Elle aussi, l’appel pour ouvrir les bibliothèques le dimanche et le soir l’a beaucoup énervée
Ca faisait longtemps que je n'avais pas pété les plombs en direct, non ? En tous les cas, c'est sûr, c'est la première fois de l'année ... Et quel sujet a donc réussi à me faire sortir de mes gonds aujourd'hui ...? ... je vous le donne Emile ... l’appel de bibliothèques sans Frontières pour ouvrir les bibliothèques le soir ou le dimanche. Voui, je vous le dis tout net, moi, je suis contre !
Rien d'étonnant, me direz-vous, je suis une affreuse fonctionnaire privilégiée, qui n'a pas envie de travailler plus pour gagner pareil.
Je vais vous faire une confidence : une bibliothécaire, ça ne porte pas forcément des lunettes, une jupe plissée et un cardigan gris, mais ça ne porte pas non plus une robe de bure et une tonsure avec chapelet assorti, en d'autres termes, bibliothécaire, c'est un métier, pas un sacerdoce, un métier que j'adore, mais qui reste un métier, auquel je n'entends pas sacrifier ma famille ...
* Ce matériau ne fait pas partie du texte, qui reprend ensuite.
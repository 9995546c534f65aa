//! walletgate: session runtime for EIP-1193 wallet providers.
//!
//! The crate turns a raw injected-provider interface into a supervised wallet
//! session: it classifies the runtime platform, locates (or deep-links to) the
//! wallet, drives the connect flow through network enforcement and an optional
//! signature gate, and keeps the resulting session state synchronized with
//! provider push events for the lifetime of the page.
//!
//! Typical wiring:
//!
//! ```ignore
//! let policy = SessionPolicy::from_env()?;
//! let env = platform::detect(&user_agent);
//! match provider::locate::locate(&source, env, &page_url, &policy).await {
//!     Located::Ready { provider } => {
//!         let store = Arc::new(FileStore::new(FileStore::default_root()));
//!         let manager = SessionManager::new(provider, env, policy, store);
//!         let bridge = EventBridge::attach(manager.clone());
//!         let session = manager.connect().await?;
//!         // ...
//!         bridge.detach().await;
//!     }
//!     Located::NeedsDeepLink { url } => { /* hand off to the wallet app */ }
//!     Located::NeedsInstall { url } => { /* send the user to the store */ }
//!     Located::Absent { cause } => { /* no wallet available */ }
//! }
//! ```

pub mod bootstrap;
pub mod config;
pub mod deeplink;
pub mod error;
pub mod network;
pub mod platform;
pub mod provider;
pub mod session;
pub mod storage;
pub mod token;

#[cfg(test)]
mod testutil;

pub use config::{ChainDescriptor, DeepLinkPolicy, SessionPolicy};
pub use error::{Error, FaultKind, ProviderError, Result, SessionError, SessionFault};
pub use network::ChainOutcome;
pub use platform::{Environment, Platform};
pub use provider::locate::{Located, ProviderSource};
pub use provider::{Provider, ProviderEvent, ProviderHandle, RpcCall};
pub use session::disconnect::DisconnectOutcome;
pub use session::events::EventBridge;
pub use session::{ConnectionStatus, SessionManager, WalletSession};
pub use storage::{FileStore, MemoryStore, RecordStore};
pub use token::TokenClient;
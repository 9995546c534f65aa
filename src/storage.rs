//! Persistent record storage.
//!
//! The session runtime only needs "store a small JSON record, retrievable by
//! key". `FileStore` keeps one file per record under `~/.walletgate/records/`;
//! `MemoryStore` backs tests and hosts that manage persistence themselves.

use std::collections::HashMap;
use std::path::PathBuf;

use async_trait::async_trait;
use serde_json::Value;
use tokio::sync::RwLock;

use crate::error::StorageError;

/// Named JSON record store.
#[async_trait]
pub trait RecordStore: Send + Sync {
    async fn get(&self, key: &str) -> Result<Option<Value>, StorageError>;

    async fn set(&self, key: &str, value: &Value) -> Result<(), StorageError>;

    async fn remove(&self, key: &str) -> Result<(), StorageError>;
}

/// One JSON file per record under a root directory.
pub struct FileStore {
    root: PathBuf,
}

impl FileStore {
    pub fn new(root: impl Into<PathBuf>) -> Self {
        Self { root: root.into() }
    }

    /// Default root: `~/.walletgate/records`.
    pub fn default_root() -> PathBuf {
        dirs::home_dir()
            .unwrap_or_else(|| PathBuf::from("."))
            .join(".walletgate")
            .join("records")
    }

    fn path_for(&self, key: &str) -> PathBuf {
        // Record keys are dotted identifiers; anything else is flattened so a
        // key can never escape the root.
        let safe: String = key
            .chars()
            .map(|c| {
                if c.is_ascii_alphanumeric() || matches!(c, '.' | '-' | '_') {
                    c
                } else {
                    '_'
                }
            })
            .collect();
        self.root.join(format!("{safe}.json"))
    }
}

#[async_trait]
impl RecordStore for FileStore {
    async fn get(&self, key: &str) -> Result<Option<Value>, StorageError> {
        let path = self.path_for(key);
        match tokio::fs::read_to_string(&path).await {
            Ok(data) => {
                let value = serde_json::from_str(&data)
                    .map_err(|e| StorageError::Serialization(e.to_string()))?;
                Ok(Some(value))
            }
            Err(e) if e.kind() == std::io::ErrorKind::NotFound => Ok(None),
            Err(e) => Err(e.into()),
        }
    }

    async fn set(&self, key: &str, value: &Value) -> Result<(), StorageError> {
        tokio::fs::create_dir_all(&self.root).await?;
        let json = serde_json::to_string_pretty(value)
            .map_err(|e| StorageError::Serialization(e.to_string()))?;
        tokio::fs::write(self.path_for(key), json).await?;
        Ok(())
    }

    async fn remove(&self, key: &str) -> Result<(), StorageError> {
        match tokio::fs::remove_file(self.path_for(key)).await {
            Ok(()) => Ok(()),
            Err(e) if e.kind() == std::io::ErrorKind::NotFound => Ok(()),
            Err(e) => Err(e.into()),
        }
    }
}

/// In-memory store.
#[derive(Default)]
pub struct MemoryStore {
    entries: RwLock<HashMap<String, Value>>,
}

impl MemoryStore {
    pub fn new() -> Self {
        Self::default()
    }
}

#[async_trait]
impl RecordStore for MemoryStore {
    async fn get(&self, key: &str) -> Result<Option<Value>, StorageError> {
        Ok(self.entries.read().await.get(key).cloned())
    }

    async fn set(&self, key: &str, value: &Value) -> Result<(), StorageError> {
        self.entries
            .write()
            .await
            .insert(key.to_string(), value.clone());
        Ok(())
    }

    async fn remove(&self, key: &str) -> Result<(), StorageError> {
        self.entries.write().await.remove(key);
        Ok(())
    }
}
//! Challenge-signature gate.
//!
//! When the policy demands it, a session only counts once the active account
//! has signed a deterministic, human-readable challenge. The resulting record
//! is mirrored to the record store so it survives reloads. This layer never
//! verifies the signature cryptographically; that is a collaborator's job.

use chrono::{DateTime, Utc};
use serde::{Deserialize, Serialize};
use serde_json::json;

use crate::error::{ProviderError, StorageError};
use crate::provider::{Provider, RpcCall, decode_string, methods};
use crate::storage::RecordStore;

/// Fixed storage key for the persisted signature record.
pub const SIGNATURE_RECORD_KEY: &str = "walletgate.signature";

/// Proof of account control produced by the signature gate.
#[derive(Debug, Clone, PartialEq, Eq, Serialize, Deserialize)]
pub struct SignatureRecord {
    pub signature: String,
    /// Unix timestamp embedded in the signed message.
    pub timestamp: i64,
    pub account: String,
}

/// Deterministic challenge text for a given origin and issue time.
pub fn challenge_message(origin: &str, issued_at: DateTime<Utc>) -> String {
    format!(
        "{origin} wants you to sign in with your wallet account.\n\n\
         Issued At: {}\nNonce: {}",
        issued_at.to_rfc3339(),
        issued_at.timestamp()
    )
}

/// Ask the wallet to sign the challenge for `account`.
pub async fn request_signature(
    provider: &dyn Provider,
    account: &str,
    origin: &str,
    issued_at: DateTime<Utc>,
) -> Result<SignatureRecord, ProviderError> {
    let message = challenge_message(origin, issued_at);
    let value = provider
        .request(RpcCall::new(
            methods::PERSONAL_SIGN,
            json!([message, account]),
        ))
        .await?;
    let signature = decode_string(methods::PERSONAL_SIGN, value)?;

    Ok(SignatureRecord {
        signature,
        timestamp: issued_at.timestamp(),
        account: account.to_string(),
    })
}

/// Mirror the record to persistent storage (overwrites any previous one).
pub async fn persist_record(
    store: &dyn RecordStore,
    record: &SignatureRecord,
) -> Result<(), StorageError> {
    let value =
        serde_json::to_value(record).map_err(|e| StorageError::Serialization(e.to_string()))?;
    store.set(SIGNATURE_RECORD_KEY, &value).await
}

/// Load a previously persisted record, tolerating unreadable entries.
pub async fn load_record(store: &dyn RecordStore) -> Option<SignatureRecord> {
    let value = match store.get(SIGNATURE_RECORD_KEY).await {
        Ok(value) => value?,
        Err(error) => {
            tracing::warn!(%error, "failed to read persisted signature record");
            return None;
        }
    };
    match serde_json::from_value(value) {
        Ok(record) => Some(record),
        Err(error) => {
            tracing::warn!(%error, "persisted signature record is malformed, ignoring");
            None
        }
    }
}

/// Remove the persisted record.
pub async fn clear_record(store: &dyn RecordStore) -> Result<(), StorageError> {
    store.remove(SIGNATURE_RECORD_KEY).await
}

#[cfg(test)]
mod tests {
    use chrono::TimeZone;
    use pretty_assertions::assert_eq;
    use serde_json::json;

    use super::*;
    use crate::storage::MemoryStore;
    use crate::testutil::ScriptedProvider;

    fn issued() -> DateTime<Utc> {
        Utc.timestamp_opt(1_700_000_000, 0).unwrap()
    }

    #[test]
    fn challenge_message_is_deterministic_and_readable() {
        let a = challenge_message("https://dapp.example", issued());
        let b = challenge_message("https://dapp.example", issued());
        assert_eq!(a, b);
        assert!(a.starts_with("https://dapp.example wants you to sign in"));
        assert!(a.contains("Issued At: 2023-11-14T22:13:20+00:00"));
        assert!(a.contains("Nonce: 1700000000"));
    }

    #[tokio::test]
    async fn signing_produces_a_record_for_the_account() {
        let provider = ScriptedProvider::new();
        provider.script_ok(methods::PERSONAL_SIGN, json!("0xsig"));

        let record = request_signature(&provider, "0xabc", "https://dapp.example", issued())
            .await
            .unwrap();
        assert_eq!(record.signature, "0xsig");
        assert_eq!(record.timestamp, 1_700_000_000);
        assert_eq!(record.account, "0xabc");
    }

    #[tokio::test]
    async fn record_round_trips_through_the_store() {
        let store = MemoryStore::new();
        let record = SignatureRecord {
            signature: "0xfeed".to_string(),
            timestamp: 1_700_000_000,
            account: "0xabc".to_string(),
        };

        persist_record(&store, &record).await.unwrap();
        let loaded = load_record(&store).await.unwrap();
        assert_eq!(loaded, record);

        clear_record(&store).await.unwrap();
        assert!(load_record(&store).await.is_none());
    }

    #[tokio::test]
    async fn malformed_persisted_record_is_ignored() {
        let store = MemoryStore::new();
        store
            .set(SIGNATURE_RECORD_KEY, &json!({"signature": 42}))
            .await
            .unwrap();
        assert!(load_record(&store).await.is_none());
    }
}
Parce qu'ouvrir les bibliothèques le soir et le week-end (vous noterez l'utilisation judicieuse du terme week-end, tellement plus fédérateur que le mot dimanche, qui aurait dû être utilisé ici, puisque l'immense majorité des bibliothèques est déjà ouverte le samedi ... et puis quand on met travail ou ouverture et dimanche dans la même phrase, on pense forcément aux magasins de bricolage, en ce moment), forcément, ça veut dire faire travailler les gens qui sont dedans le soir et le week-end ...
Bibliothèques: Comment faire pour ouvrir le dimanche et le soir ?
- Just do it !
Et que quand on a une famille, finir trois ou quatre soirs par semaine à 19h (et donc regagner ses pénates à 20h bien sonnées) et travailler le samedi jusqu'à 18h (je sais que ce n'est pas le cas partout, mais à Lyon, les bibliothèques sont ouvertes jusqu'à 19h les soirs de semaine et jusqu'à 18h le samedi), cela signifie n'avoir plus que le dimanche à passer avec ses proches (une toute petite journée ensemble, sans réveil strident, sans course contre la montre pour que tout le monde soit prêt à temps, sans cris et énervements parce qu'on va encore être en retard, une journée tous ensemble, libre de toute contrainte extérieure ...) ... et que travailler le dimanche, ce sera la fin de cette journée hebdomadaire en famille ...
Alors, bien sûr, j'entends déjà les voix s'élever pour dire que les étudiants se bousculeront au portillon pour venir bosser le dimanche et les soirs de semaine dans les bibliothèques ... euh, mais l'argumentaires des pro-ouvertures c'est de dire que les étudiants n'ont pas accès aux bibliothèques les jours de semaine en journée parce qu'ils ont cours ou travaillent ...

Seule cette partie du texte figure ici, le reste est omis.